I’ve read the entire memorandum that Dick Marty presented to the Council of Europe, and it is disturbing. Not only only does Marty’s report contain serious allegations on the practice of the "outsourcing of torture" by the United States, but it condemns both the overt and tacit complicity of European governments:
Rendition" affecting Europe seems to have concerned more than a hundred persons in recent years13. Hundreds of CIA-chartered flights have passed through numerous European countries14. It is highly unlikely that European governments, or at least their intelligence services, were unaware. And a number of revelations have already been published by the press, especially in America, over the past few years. It is, to say the least, curious that media interest, especially in Europe, suddenly surged after the article in The Washington Post in early November 2005.

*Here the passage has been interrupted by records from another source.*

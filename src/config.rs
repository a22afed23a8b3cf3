use std::num::NonZeroUsize;

use chrono::TimeDelta;

use crate::search::MIN_STEP_MILLISECONDS;
use crate::CalculationError;

/// Tuning knobs for [`AstronomicalCalculator`](crate::AstronomicalCalculator) and
/// [`SunMoon`](crate::SunMoon).
///
/// # Example
///
/// ```
/// use chrono::TimeDelta;
/// use sun_moon::CalculatorConfig;
///
/// let config = CalculatorConfig::default()
///     .with_result_times_local(true)
///     .with_twilight_search_step(TimeDelta::minutes(5));
/// assert!(config.validate().is_ok());
/// ```
#[derive(Clone, Debug, PartialEq)]
pub struct CalculatorConfig {
    /// Number of per-location contexts the calculator keeps
    pub location_cache_size: usize,
    /// Capacity of each of the four caches inside a location context
    pub event_cache_size: usize,
    /// Return event times in the location's time zone instead of UTC
    pub result_times_local: bool,
    /// Coarse sampling step of the twilight-band search
    pub twilight_search_step: TimeDelta,
    /// Coarse sampling step of the meridian-transit search
    pub transit_search_step: TimeDelta,
}

impl Default for CalculatorConfig {
    fn default() -> Self {
        Self {
            location_cache_size: 100,
            event_cache_size: 1000,
            result_times_local: false,
            twilight_search_step: TimeDelta::minutes(10),
            transit_search_step: TimeDelta::hours(1),
        }
    }
}

impl CalculatorConfig {
    pub fn with_location_cache_size(mut self, size: usize) -> Self {
        self.location_cache_size = size;
        self
    }

    pub fn with_event_cache_size(mut self, size: usize) -> Self {
        self.event_cache_size = size;
        self
    }

    pub fn with_result_times_local(mut self, local: bool) -> Self {
        self.result_times_local = local;
        self
    }

    pub fn with_twilight_search_step(mut self, step: TimeDelta) -> Self {
        self.twilight_search_step = step;
        self
    }

    pub fn with_transit_search_step(mut self, step: TimeDelta) -> Self {
        self.transit_search_step = step;
        self
    }

    /// Checks every field.
    ///
    /// Cache sizes must be non-zero. The twilight step must lie between one millisecond
    /// and one hour, the transit step between one millisecond and six hours; longer steps
    /// could skip over a pair of changes.
    ///
    /// # Errors
    ///
    /// [`CalculationError::InvalidConfig`] naming the offending field.
    pub fn validate(&self) -> Result<(), CalculationError> {
        if self.location_cache_size == 0 {
            return Err(CalculationError::InvalidConfig("location_cache_size must be non-zero"));
        }
        if self.event_cache_size == 0 {
            return Err(CalculationError::InvalidConfig("event_cache_size must be non-zero"));
        }
        let min_step = TimeDelta::milliseconds(MIN_STEP_MILLISECONDS);
        if self.twilight_search_step < min_step || self.twilight_search_step > TimeDelta::hours(1) {
            return Err(CalculationError::InvalidConfig("twilight_search_step must be in [1ms, 1h]"));
        }
        if self.transit_search_step < min_step || self.transit_search_step > TimeDelta::hours(6) {
            return Err(CalculationError::InvalidConfig("transit_search_step must be in [1ms, 6h]"));
        }
        Ok(())
    }

    pub(crate) fn location_capacity(&self) -> Result<NonZeroUsize, CalculationError> {
        NonZeroUsize::new(self.location_cache_size)
            .ok_or(CalculationError::InvalidConfig("location_cache_size must be non-zero"))
    }

    pub(crate) fn event_capacity(&self) -> Result<NonZeroUsize, CalculationError> {
        NonZeroUsize::new(self.event_cache_size)
            .ok_or(CalculationError::InvalidConfig("event_cache_size must be non-zero"))
    }
}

67. The statements made by Secretary of State, Condoleezza Rice, during and before her European visit of December 2005, and by her predecessor, Colin Powell, who said that the US had always respected the national sovereignty of its allies, are taken by some as both a reprimand and a warning: “stop being hypocritical”, and “do you really want us to say what happened?”.
Germany looms large in the CIA rendition program, as the US is dependent on airbases in Germany for transfer of detainees. Information from the US, however, is not forthcoming:
In answer to a question from the leftwing group, the German air traffic safety office provided a detailed list of flights by two aircraft apparently chartered by the CIA which had landed at airports in Germany in 2002 and 2003, 137 and 146 times respectively and mainly at Frankfurt, Berlin and the US Ramstein base. However, the office was unable to provide the members of parliament with information as to the identity of any passengers. On 17 January 2006 the German members of parliament decided to set up a committee of enquiry to report back as soon as possible on the role of the intelligence services (BND) in Baghdad and on certain aspects of anti-terrorist action (including allegations of flights and overflights of German territory by CIA-chartered aircraft). Discussions are still under way as there seem to be misgivings in some political circles about setting up a committee that might undermine the operational capacity of the BND.
NZZ-Online elaborates on the hypocrisy of Germany’s Interior Minister on the issue of torture:
Marty kritisiert in diesem Zusammenhang auch den neuen deutschen Innenminister Schäuble. Es sei diskutabel, wenn nicht alarmierend, wenn Schäuble die Verwendung von Informationen für akzeptabel halte, die mit dubiosen Methoden erlangt wurden, vorausgesetzt, dass der deutsche Geheimdienst selbst diese Methoden nicht anwende.
Marty’s investigation goes on, but the situation for those detainees at Guantanamo involved in a hunger strike is critical, as antifa points out in the European Tribune blog:
Among the hundreds of nameless and faceless Muslim captives at our Guantanamo penal colony, a bit over 250 are on a hunger strike, determined to starve to death rather than accept their situation.Thirty men have been on hunger strike five months now, since August. Our ultimate response has been to hold them down once a day, forcing feeding tubes down their noses into their stomachs, and pumping nutrient fluids into them.
This will not keep them alive; it only prolongs the inevitable. They’re dying, and will pass away in the days just ahead. Dozens more are determined to follow them out of Gitmo.
How will the US dispose of their emaciated corpses? Will they burn them? That practice has worked well in the past.